* Exercise goal *
Beneath this task are records; count how many lines include the string "often" and answer with that number alone.

* Records for the exercise *
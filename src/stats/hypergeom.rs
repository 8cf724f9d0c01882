//! Hypergeometric enrichment of ontology classes within an entity sample
//!
//! Compares how often each class occurs in the closures of a sample of
//! entities against how often it occurs in the whole corpus, and computes
//! the probability of the observed (or a higher) count under the
//! hypergeometric distribution.
//!
//! # Examples
//!
//! ```
//! use owlsim::CorpusBuilder;
//! use owlsim::stats::hypergeom::class_enrichment;
//!
//! let mut builder = CorpusBuilder::new();
//! builder.add_class("T:0", "root");
//! builder.add_class("T:1", "specific");
//! builder.add_edge("T:1", "T:0");
//! builder.add_annotation("e1", "T:1");
//! builder.add_annotation("e2", "T:1");
//! builder.add_annotation("e3", "T:0");
//! builder.add_annotation("e4", "T:0");
//! let corpus = builder.build().unwrap();
//!
//! let sample = vec!["e1".into(), "e2".into()];
//! let mut enrichments = class_enrichment(&corpus, &sample).unwrap();
//! enrichments.sort_by(|a, b| a.pvalue().partial_cmp(&b.pvalue()).unwrap());
//!
//! // T:1 occurs in both sample entities but only half the corpus
//! let top = corpus.class(enrichments[0].class()).unwrap();
//! assert_eq!(top.id().as_str(), "T:1");
//! ```

use std::collections::{HashMap, HashSet};

use statrs::distribution::{DiscreteCDF, Hypergeometric};
use tracing::debug;

use crate::corpus::Corpus;
use crate::stats::Enrichment;
use crate::{ClassIdx, EntityId, SimError, SimResult};

/// Calculates the enrichment of every class occurring in the sample
///
/// Population is the whole corpus, successes the corpus frequency of the
/// class, draws the number of distinct sample entities. Duplicate sample ids
/// are counted once. Results are unsorted.
///
/// # Errors
///
/// [`SimError::UnknownEntity`] if a sample id is not part of the corpus.
pub fn class_enrichment(corpus: &Corpus, sample: &[EntityId]) -> SimResult<Vec<Enrichment>> {
    let population = corpus.num_entities() as u64;

    let mut observed: HashMap<ClassIdx, u64> = HashMap::new();
    let mut seen: HashSet<&EntityId> = HashSet::with_capacity(sample.len());
    let mut draws = 0u64;
    for id in sample {
        if !seen.insert(id) {
            continue;
        }
        let entity = corpus
            .entity_by_id(id)
            .ok_or_else(|| SimError::UnknownEntity(id.clone()))?;
        draws += 1;
        for idx in entity.closure_idxs() {
            *observed.entry(idx).or_insert(0) += 1;
        }
    }

    let mut res = Vec::with_capacity(observed.len());
    for (idx, count) in observed {
        let successes = corpus.ic_model().frequency(idx);
        let hyper = Hypergeometric::new(population, successes, draws)
            .expect("sample entities are corpus members, so draws <= population");

        // subtracting 1, because we want the probability including `count`,
        // e.g. "7 or more", but sf calculates "more than 7"
        let pvalue = hyper.sf(count - 1);
        let fold = (count as f64 / draws as f64) / (successes as f64 / population as f64);
        debug!(
            class = %idx,
            population,
            successes,
            draws,
            count,
            "class enrichment"
        );
        res.push(Enrichment::new(idx, count, fold, pvalue));
    }
    Ok(res)
}
//! Similarity scores between classes and between annotated entities
//!
//! The pairwise scorers are pure functions over two ancestor closures and
//! the [`IcModel`]; they have no side effects and no state. [`SimilarityKind`]
//! is the strategy table on top of them: a fixed enumeration of algorithms
//! selected by configuration instead of a trait-object hierarchy.
//!
//! Group-wise scoring of two multi-attribute entities lives in
//! [`ElementPairScores`].
use smallvec::SmallVec;
use tracing::debug;

use crate::ic::IcModel;
use crate::{ClassIdx, ClassSet};

mod groupwise;

pub use groupwise::ElementPairScores;

/// Returns the number of common subsumers of two closures, `|A ∩ B|`
pub fn overlap(a: &ClassSet, b: &ClassSet) -> usize {
    a.intersection_len(b)
}

/// Returns `|A ∪ B|`
pub fn union_size(a: &ClassSet, b: &ClassSet) -> usize {
    a.union_len(b)
}

/// Jaccard similarity `|A ∩ B| / |A ∪ B|`
///
/// The degenerate `0/0` case is defined as `0.0` by convention.
pub fn simj(a: &ClassSet, b: &ClassSet) -> f64 {
    let union = union_size(a, b);
    if union == 0 {
        debug!("simj of two empty closures, defaulting to 0");
        return 0.0;
    }
    overlap(a, b) as f64 / union as f64
}

/// Asymmetric Jaccard similarity `|A ∩ B| / |A|`
///
/// `a` is the query, `b` the reference. `0.0` when `a` is empty.
pub fn asymmetric_simj(a: &ClassSet, b: &ClassSet) -> f64 {
    if a.is_empty() {
        debug!("asymmetric simj with empty query closure, defaulting to 0");
        return 0.0;
    }
    overlap(a, b) as f64 / a.len() as f64
}

/// Graph information-content similarity `Σ IC(A ∩ B) / Σ IC(A ∪ B)`
///
/// Classes without defined IC contribute nothing to either sum. `0.0` when
/// the union carries no information.
pub fn sim_gic(a: &ClassSet, b: &ClassSet, ic: &IcModel) -> f64 {
    let ic_union: f64 = (a | b).iter().filter_map(|idx| ic.ic(idx)).sum();
    if ic_union == 0.0 {
        return 0.0;
    }
    let ic_common: f64 = (a & b).iter().filter_map(|idx| ic.ic(idx)).sum();
    ic_common / ic_union
}

/// The most informative common ancestor(s) of two closures
///
/// `ic` is the information content of the winning class(es); `witnesses`
/// holds every class tying for it, in ascending index order. Since dense
/// indices follow lexical class-id order, the first witness is the
/// lexically lowest id, making the tie-break reproducible.
#[derive(Debug, Clone, PartialEq)]
pub struct LcsScore {
    /// Information content of the most informative common ancestor
    pub ic: f64,
    /// All classes achieving that IC, ascending
    pub witnesses: SmallVec<[ClassIdx; 2]>,
}

impl LcsScore {
    /// Returns the deterministic representative witness: the one with the
    /// lexically lowest class id
    pub fn witness(&self) -> ClassIdx {
        self.witnesses[0]
    }
}

/// IC ties closer than this are treated as equal when collecting witnesses
const LCS_TIE_EPSILON: f64 = 1e-9;

/// Finds the most informative common ancestor of two closures
///
/// Returns `None` if the closures share no ancestor with defined IC; callers
/// must treat that as disqualifying the pair, not as a score of 0 with a
/// witness.
pub fn lcs(a: &ClassSet, b: &ClassSet, ic: &IcModel) -> Option<LcsScore> {
    let mut best: Option<LcsScore> = None;
    for idx in &(a & b) {
        let Some(value) = ic.ic(idx) else {
            continue;
        };
        match best {
            Some(ref mut score) if (value - score.ic).abs() < LCS_TIE_EPSILON => {
                score.witnesses.push(idx);
            }
            Some(ref score) if value <= score.ic => {}
            _ => {
                best = Some(LcsScore {
                    ic: value,
                    witnesses: SmallVec::from_slice(&[idx]),
                });
            }
        }
    }
    best
}

/// Resnik similarity: the IC of the most informative common ancestor
///
/// `0.0` when no common ancestor has defined IC.
pub fn resnik(a: &ClassSet, b: &ClassSet, ic: &IcModel) -> f64 {
    lcs(a, b, ic).map_or(0.0, |score| score.ic)
}

/// The fixed set of pairwise scoring strategies
///
/// Every variant is a pure function of two ancestor closures and the IC
/// model. The enum exists so callers (and the score-matrix builder) can
/// select an algorithm by configuration.
#[derive(Debug, Clone, Copy, PartialEq, Eq)]
pub enum SimilarityKind {
    /// Jaccard similarity over the two closures
    Jaccard,
    /// `|A ∩ B| / |A|` with the first argument as query
    AsymmetricJaccard,
    /// `|A ∩ B| / |B|` with the second argument as query
    InverseAsymmetricJaccard,
    /// IC-weighted Jaccard (`simGIC`)
    GraphIc,
    /// IC of the most informative common ancestor
    Resnik,
}

impl SimilarityKind {
    /// Calculates the similarity of two ancestor closures
    pub fn score(&self, a: &ClassSet, b: &ClassSet, ic: &IcModel) -> f64 {
        match self {
            SimilarityKind::Jaccard => simj(a, b),
            SimilarityKind::AsymmetricJaccard => asymmetric_simj(a, b),
            SimilarityKind::InverseAsymmetricJaccard => asymmetric_simj(b, a),
            SimilarityKind::GraphIc => sim_gic(a, b, ic),
            SimilarityKind::Resnik => resnik(a, b, ic),
        }
    }
}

* Your response *
2